Extracted data entries:

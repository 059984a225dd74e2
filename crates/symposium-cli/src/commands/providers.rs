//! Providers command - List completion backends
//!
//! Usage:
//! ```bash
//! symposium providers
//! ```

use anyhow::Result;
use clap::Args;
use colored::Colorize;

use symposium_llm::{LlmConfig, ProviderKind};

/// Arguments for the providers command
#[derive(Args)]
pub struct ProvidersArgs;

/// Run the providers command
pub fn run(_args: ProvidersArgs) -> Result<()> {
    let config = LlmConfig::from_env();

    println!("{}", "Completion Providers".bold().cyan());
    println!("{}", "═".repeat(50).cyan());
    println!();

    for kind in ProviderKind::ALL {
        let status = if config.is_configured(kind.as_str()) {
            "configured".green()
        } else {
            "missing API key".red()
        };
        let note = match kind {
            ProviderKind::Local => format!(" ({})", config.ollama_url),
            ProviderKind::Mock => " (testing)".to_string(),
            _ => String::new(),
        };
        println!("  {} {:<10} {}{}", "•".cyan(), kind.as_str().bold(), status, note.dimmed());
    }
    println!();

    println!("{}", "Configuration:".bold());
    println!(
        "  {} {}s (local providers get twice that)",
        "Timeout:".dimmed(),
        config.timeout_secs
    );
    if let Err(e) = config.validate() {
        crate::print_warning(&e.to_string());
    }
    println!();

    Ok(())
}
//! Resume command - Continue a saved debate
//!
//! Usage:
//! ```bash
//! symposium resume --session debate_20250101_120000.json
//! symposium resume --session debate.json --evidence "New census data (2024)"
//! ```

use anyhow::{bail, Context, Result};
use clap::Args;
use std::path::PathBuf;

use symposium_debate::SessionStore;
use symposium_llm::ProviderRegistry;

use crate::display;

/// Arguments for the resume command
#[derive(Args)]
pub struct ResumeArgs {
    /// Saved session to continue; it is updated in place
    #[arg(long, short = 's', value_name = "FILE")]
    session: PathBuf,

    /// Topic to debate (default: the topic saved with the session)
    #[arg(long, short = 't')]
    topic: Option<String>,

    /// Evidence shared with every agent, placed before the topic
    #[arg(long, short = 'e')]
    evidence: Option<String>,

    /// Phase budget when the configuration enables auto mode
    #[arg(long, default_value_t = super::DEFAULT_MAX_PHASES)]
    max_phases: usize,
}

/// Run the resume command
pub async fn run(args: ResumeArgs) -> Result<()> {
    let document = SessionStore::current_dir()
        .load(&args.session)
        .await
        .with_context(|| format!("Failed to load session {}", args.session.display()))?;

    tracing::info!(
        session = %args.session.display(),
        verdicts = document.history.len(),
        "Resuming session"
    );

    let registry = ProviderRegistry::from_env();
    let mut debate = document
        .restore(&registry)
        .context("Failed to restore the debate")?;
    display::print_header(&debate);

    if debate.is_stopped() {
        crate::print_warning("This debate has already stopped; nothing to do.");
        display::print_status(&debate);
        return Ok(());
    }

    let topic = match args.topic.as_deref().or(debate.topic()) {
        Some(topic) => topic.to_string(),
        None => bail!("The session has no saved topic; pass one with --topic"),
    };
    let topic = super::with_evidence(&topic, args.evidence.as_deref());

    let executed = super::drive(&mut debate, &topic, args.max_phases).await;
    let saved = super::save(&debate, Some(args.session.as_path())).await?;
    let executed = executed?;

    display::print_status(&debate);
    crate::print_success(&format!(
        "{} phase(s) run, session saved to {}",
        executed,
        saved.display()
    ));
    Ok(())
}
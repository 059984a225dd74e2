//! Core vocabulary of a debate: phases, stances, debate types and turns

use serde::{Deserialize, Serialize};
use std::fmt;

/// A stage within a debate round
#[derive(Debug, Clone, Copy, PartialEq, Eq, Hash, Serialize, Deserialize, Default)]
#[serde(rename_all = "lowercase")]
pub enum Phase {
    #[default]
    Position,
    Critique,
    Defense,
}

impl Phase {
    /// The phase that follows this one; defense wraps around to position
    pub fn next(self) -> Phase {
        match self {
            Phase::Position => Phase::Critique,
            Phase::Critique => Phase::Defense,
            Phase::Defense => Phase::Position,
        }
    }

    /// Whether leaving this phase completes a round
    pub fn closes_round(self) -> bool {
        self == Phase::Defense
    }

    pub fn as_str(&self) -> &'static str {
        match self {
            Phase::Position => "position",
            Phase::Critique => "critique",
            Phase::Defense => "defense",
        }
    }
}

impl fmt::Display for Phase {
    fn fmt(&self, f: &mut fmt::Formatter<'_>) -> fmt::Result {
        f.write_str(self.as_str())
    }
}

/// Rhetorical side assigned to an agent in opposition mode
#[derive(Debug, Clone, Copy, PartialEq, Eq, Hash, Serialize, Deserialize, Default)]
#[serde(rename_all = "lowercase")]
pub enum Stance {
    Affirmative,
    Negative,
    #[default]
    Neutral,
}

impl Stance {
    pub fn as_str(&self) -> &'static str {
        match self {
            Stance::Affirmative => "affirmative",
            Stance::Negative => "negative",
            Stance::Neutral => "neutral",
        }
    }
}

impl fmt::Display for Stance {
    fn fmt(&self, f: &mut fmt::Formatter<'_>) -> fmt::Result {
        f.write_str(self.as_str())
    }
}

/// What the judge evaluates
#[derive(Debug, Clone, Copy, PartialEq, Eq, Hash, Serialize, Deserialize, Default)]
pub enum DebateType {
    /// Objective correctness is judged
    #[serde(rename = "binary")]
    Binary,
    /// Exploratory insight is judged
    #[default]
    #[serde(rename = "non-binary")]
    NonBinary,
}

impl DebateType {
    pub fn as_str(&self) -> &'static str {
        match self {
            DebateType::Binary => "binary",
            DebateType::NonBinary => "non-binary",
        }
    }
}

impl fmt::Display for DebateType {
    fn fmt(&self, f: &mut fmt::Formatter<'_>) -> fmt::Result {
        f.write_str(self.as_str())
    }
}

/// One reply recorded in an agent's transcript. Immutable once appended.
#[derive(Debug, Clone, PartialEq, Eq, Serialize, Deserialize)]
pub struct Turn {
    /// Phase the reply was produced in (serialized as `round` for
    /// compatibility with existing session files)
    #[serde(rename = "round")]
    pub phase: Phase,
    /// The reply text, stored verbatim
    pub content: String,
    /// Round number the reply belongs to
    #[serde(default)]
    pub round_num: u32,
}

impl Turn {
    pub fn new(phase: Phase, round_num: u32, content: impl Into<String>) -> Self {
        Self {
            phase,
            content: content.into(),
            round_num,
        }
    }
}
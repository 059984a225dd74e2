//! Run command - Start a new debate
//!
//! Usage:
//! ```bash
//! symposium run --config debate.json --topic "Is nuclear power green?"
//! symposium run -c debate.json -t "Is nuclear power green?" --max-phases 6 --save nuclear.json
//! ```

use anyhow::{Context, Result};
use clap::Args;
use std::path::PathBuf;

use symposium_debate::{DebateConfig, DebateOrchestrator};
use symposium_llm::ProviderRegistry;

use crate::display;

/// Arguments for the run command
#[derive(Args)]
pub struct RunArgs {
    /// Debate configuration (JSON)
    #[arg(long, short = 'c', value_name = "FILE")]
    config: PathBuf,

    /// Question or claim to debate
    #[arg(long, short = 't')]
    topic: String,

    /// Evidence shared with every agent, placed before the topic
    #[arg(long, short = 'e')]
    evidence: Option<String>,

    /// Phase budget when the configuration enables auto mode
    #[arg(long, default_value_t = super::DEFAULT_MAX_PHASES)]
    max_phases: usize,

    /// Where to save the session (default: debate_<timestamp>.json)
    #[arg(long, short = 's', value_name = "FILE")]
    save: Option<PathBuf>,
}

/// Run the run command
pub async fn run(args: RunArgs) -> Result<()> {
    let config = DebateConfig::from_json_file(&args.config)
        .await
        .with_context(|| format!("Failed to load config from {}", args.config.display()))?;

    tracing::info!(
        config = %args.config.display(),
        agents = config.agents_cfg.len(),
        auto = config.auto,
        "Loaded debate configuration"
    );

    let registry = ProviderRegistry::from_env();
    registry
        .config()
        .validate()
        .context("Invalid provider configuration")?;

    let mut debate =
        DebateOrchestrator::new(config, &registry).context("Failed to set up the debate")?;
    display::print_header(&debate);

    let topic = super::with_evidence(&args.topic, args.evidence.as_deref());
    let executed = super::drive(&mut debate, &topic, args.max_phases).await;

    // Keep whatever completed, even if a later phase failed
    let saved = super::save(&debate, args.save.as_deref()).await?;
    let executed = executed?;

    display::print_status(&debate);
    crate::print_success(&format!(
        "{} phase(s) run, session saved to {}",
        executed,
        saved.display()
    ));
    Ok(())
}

Task details: Would you please filter the lines above and copy every one that includes "Affirmative"?

Task answer:
    Affirmative,
            Stance::Affirmative => "affirmative",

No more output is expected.